Writer, editor, stumbler after Jesus

It’s not called The Facts of the Apostles…

If Christians want to gain any kind of hearing in the public space, I suspect that it will only come through becoming unreasonable. I don’t mean in the mean-spirited kind of “defending of our rights” that produces angry bumper stickers. I mean unreasonable in the sense that people shake their heads and go, “Huh?”

For that to happen, many of us have to change our approach to public faith. We’re going to need to focus more on being behavers than believers.

Many people dismiss our facts of faith because, frankly, what we believe doctrinally really doesn’t amount to much. For all that we may give ideological assent to, we’re little different in how we live than those with other or no faith. The Christianity we espouse is more Rotary Club than Risen King. A nice addition, maybe, but hardly life-changing.

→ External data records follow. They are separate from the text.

//! Device enumeration
//!
//! Walks a host device category and turns every readable device into a
//! catalog entry. A single device that cannot be inspected is logged and
//! skipped; only a failure of the walk itself fails the call.

use crate::location::resolve_location;
use crate::quirks::{EncodedDevice, QuirkTable};
use capdev_core::{
    AudioDeviceEntry, CaptureError, CaptureResult, DeviceCategory, DeviceId, DeviceRegistry,
    FilterId, HostResult, InstanceRecord, MediaFramework, PinDirection, PinQuery, RawDevice,
    StreamKind, VideoDeviceEntry, CAMERA_INTERFACE_CLASS,
};
use std::sync::Arc;
use tracing::{debug, info, warn};

/// Filter instantiated for inspection, released on drop unless kept
pub(crate) struct FilterGuard<'a> {
    framework: &'a dyn MediaFramework,
    filter: FilterId,
    armed: bool,
}

impl<'a> FilterGuard<'a> {
    pub(crate) fn instantiate(
        framework: &'a dyn MediaFramework,
        category: DeviceCategory,
        device: &RawDevice,
    ) -> HostResult<Self> {
        let filter = framework.instantiate(category, device)?;
        Ok(Self {
            framework,
            filter,
            armed: true,
        })
    }

    pub(crate) fn id(&self) -> FilterId {
        self.filter
    }

    /// Hand ownership of the filter to the caller
    pub(crate) fn keep(mut self) -> FilterId {
        self.armed = false;
        self.filter
    }
}

impl Drop for FilterGuard<'_> {
    fn drop(&mut self) {
        if self.armed {
            self.framework.release(self.filter);
        }
    }
}

/// Builds device catalogs from the host's current hardware state
///
/// Nothing is cached: every call re-walks the category, so plugging or
/// unplugging a device shows up on the next call.
pub struct DeviceEnumerator {
    framework: Arc<dyn MediaFramework>,
    registry: Arc<dyn DeviceRegistry>,
    quirks: &'static QuirkTable,
    resolve_locations: bool,
}

impl DeviceEnumerator {
    /// Enumerator using the builtin quirk table and location resolution
    pub fn new(framework: Arc<dyn MediaFramework>, registry: Arc<dyn DeviceRegistry>) -> Self {
        Self {
            framework,
            registry,
            quirks: QuirkTable::builtin(),
            resolve_locations: true,
        }
    }

    /// Replace the quirk table
    pub fn with_quirks(mut self, quirks: &'static QuirkTable) -> Self {
        self.quirks = quirks;
        self
    }

    /// Enable or disable registry lookups for location identifiers
    pub fn with_location_resolution(mut self, enabled: bool) -> Self {
        self.resolve_locations = enabled;
        self
    }

    pub(crate) fn quirks(&self) -> &'static QuirkTable {
        self.quirks
    }

    /// Enumerate video capture devices
    pub fn video_devices(&self) -> CaptureResult<Vec<VideoDeviceEntry>> {
        let raw = self.walk(DeviceCategory::Video)?;
        let records = self.instance_records();

        let mut devices = Vec::with_capacity(raw.len());
        for device in &raw {
            match self.inspect_video(device, &records) {
                Ok(Some(entry)) => {
                    debug!(
                        "Found video device '{}' with {} capabilities (location: {:?})",
                        entry.id.name,
                        entry.capabilities.len(),
                        entry.location_id
                    );
                    devices.push(entry);
                }
                Ok(None) => debug!("Skipping '{}': no usable capture pin", device.name),
                Err(e) => warn!("Skipping unreadable video device '{}': {}", device.name, e),
            }
        }

        info!("Enumerated {} video devices", devices.len());
        Ok(devices)
    }

    /// Enumerate audio capture devices
    pub fn audio_devices(&self) -> CaptureResult<Vec<AudioDeviceEntry>> {
        let raw = self.walk(DeviceCategory::Audio)?;

        let mut devices = Vec::with_capacity(raw.len());
        for device in &raw {
            match self.inspect_audio(device) {
                Ok(Some(entry)) => devices.push(entry),
                Ok(None) => debug!("Skipping '{}': no audio capture pin", device.name),
                Err(e) => warn!("Skipping unreadable audio device '{}': {}", device.name, e),
            }
        }

        info!("Enumerated {} audio devices", devices.len());
        Ok(devices)
    }

    fn walk(&self, category: DeviceCategory) -> CaptureResult<Vec<RawDevice>> {
        self.framework
            .enumerate_devices(category)
            .map_err(|e| CaptureError::DeviceEnumerationFailed {
                reason: format!("{:?} category: {}", category, e),
            })
    }

    fn instance_records(&self) -> Vec<InstanceRecord> {
        if !self.resolve_locations {
            return Vec::new();
        }
        match self.registry.instance_records(CAMERA_INTERFACE_CLASS) {
            Ok(records) => records,
            Err(e) => {
                debug!("Device registry unavailable, locations left empty: {}", e);
                Vec::new()
            }
        }
    }

    fn inspect_video(
        &self,
        device: &RawDevice,
        records: &[InstanceRecord],
    ) -> HostResult<Option<VideoDeviceEntry>> {
        let id = DeviceId::new(device.name.clone(), device.path.clone());
        let location = resolve_location(&device.path, records);

        if let Some(encoded) = self.quirks.match_name(&device.name) {
            debug!("'{}' matches quirk {}", device.name, encoded.label);
            return Ok(Some(encoded_entry(id, location, encoded)));
        }

        let filter = FilterGuard::instantiate(&*self.framework, DeviceCategory::Video, device)?;
        let pin = self
            .framework
            .find_pin(filter.id(), PinQuery::capture_output(StreamKind::Video))?;

        let Some(pin) = pin else {
            return self.inspect_exception_pins(filter.id(), id, location);
        };

        let capabilities = self
            .framework
            .video_caps(pin)?
            .into_iter()
            .filter(|caps| match caps.validate() {
                Ok(()) => true,
                Err(e) => {
                    warn!("Dropping capability of '{}': {}", device.name, e);
                    false
                }
            })
            .collect();

        let audio_pin = self
            .framework
            .find_pin(filter.id(), PinQuery::capture_output(StreamKind::Audio))
            .unwrap_or_else(|e| {
                debug!("Audio pin lookup failed on '{}': {}", device.name, e);
                None
            });

        let mut entry = VideoDeviceEntry::new(id, capabilities);
        entry.location_id = location;
        if audio_pin.is_some() {
            entry.has_attached_audio = true;
        } else if !device.path.is_empty() {
            let sibling = self
                .framework
                .find_audio_sibling(&device.path)
                .unwrap_or_else(|e| {
                    debug!("Audio sibling lookup failed on '{}': {}", device.name, e);
                    None
                });
            entry.audio_is_separate_filter = sibling.is_some();
            entry.has_attached_audio = entry.audio_is_separate_filter;
        }

        Ok(Some(entry))
    }

    fn inspect_exception_pins(
        &self,
        filter: FilterId,
        id: DeviceId,
        location: Option<String>,
    ) -> HostResult<Option<VideoDeviceEntry>> {
        for quirk in self.quirks.pin_quirks() {
            let pin = self
                .framework
                .find_pin_by_name(filter, PinDirection::Output, quirk.pin_name)?;
            if pin.is_some() {
                debug!(
                    "'{}' exposes '{}' pin, treating as {}",
                    id.name, quirk.pin_name, quirk.device.label
                );
                return Ok(Some(encoded_entry(id, location, &quirk.device)));
            }
        }
        Ok(None)
    }

    fn inspect_audio(&self, device: &RawDevice) -> HostResult<Option<AudioDeviceEntry>> {
        let filter = FilterGuard::instantiate(&*self.framework, DeviceCategory::Audio, device)?;
        let Some(pin) = self
            .framework
            .find_pin(filter.id(), PinQuery::capture_output(StreamKind::Audio))?
        else {
            return Ok(None);
        };

        let capabilities = self
            .framework
            .audio_caps(pin)?
            .into_iter()
            .filter(|caps| caps.validate().is_ok())
            .collect();

        Ok(Some(AudioDeviceEntry::new(
            DeviceId::new(device.name.clone(), device.path.clone()),
            capabilities,
        )))
    }
}

fn encoded_entry(
    id: DeviceId,
    location: Option<String>,
    encoded: &EncodedDevice,
) -> VideoDeviceEntry {
    VideoDeviceEntry {
        id,
        location_id: location,
        capabilities: vec![encoded.video_caps()],
        has_attached_audio: true,
        audio_is_separate_filter: false,
    }
}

Our true acts of faith might be harder to ignore. Members of the religion-mocking Church of the Flying Spaghetti Monster may claim to be as serious in their devotion as Christians (and adherents of other ways). Yet, I don’t believe there are many who have sold or mortgaged homes to follow their beliefs into action.

However, I have met Christians who—following in the footsteps of Jesus—have left their comfortable lives to serve among the poor. Today they are helping provide free medical care, building homes, or running schools and orphanages.

During the ten years I ran a missions organization’s news bureau, no secular outlet cared much about the movement’s statement of faith. But many were keen to hear stories of people putting their faith into question-prompting action, asking, “Why would someone do that?”

It’s worth noting that the book in the Bible telling of the birth and growth of the early church is called The Acts of the Apostles, not The Facts of the Apostles.

Of course, Jesus could discuss doctrine quite well. But He seemed to know that acts are more powerful than facts. Remember when Cousin John, languishing in prison, sent a couple of his disciples to double-check that Jesus really was the one he had been prophesying about. Jesus didn’t send the messengers back with Old Testament scrolls annotated with asterisks and “That’s Me!” comments and smiley faces in the margin.

Instead, He told them, “Go and report to John what you hear and see: the blind receive sight and the lame walk, the lepers are cleansed and the deaf hear, the dead are raised up, and the poor have the gospel preached to them” (Matt. 11:4). Acts, not facts. Behavior, not mere belief.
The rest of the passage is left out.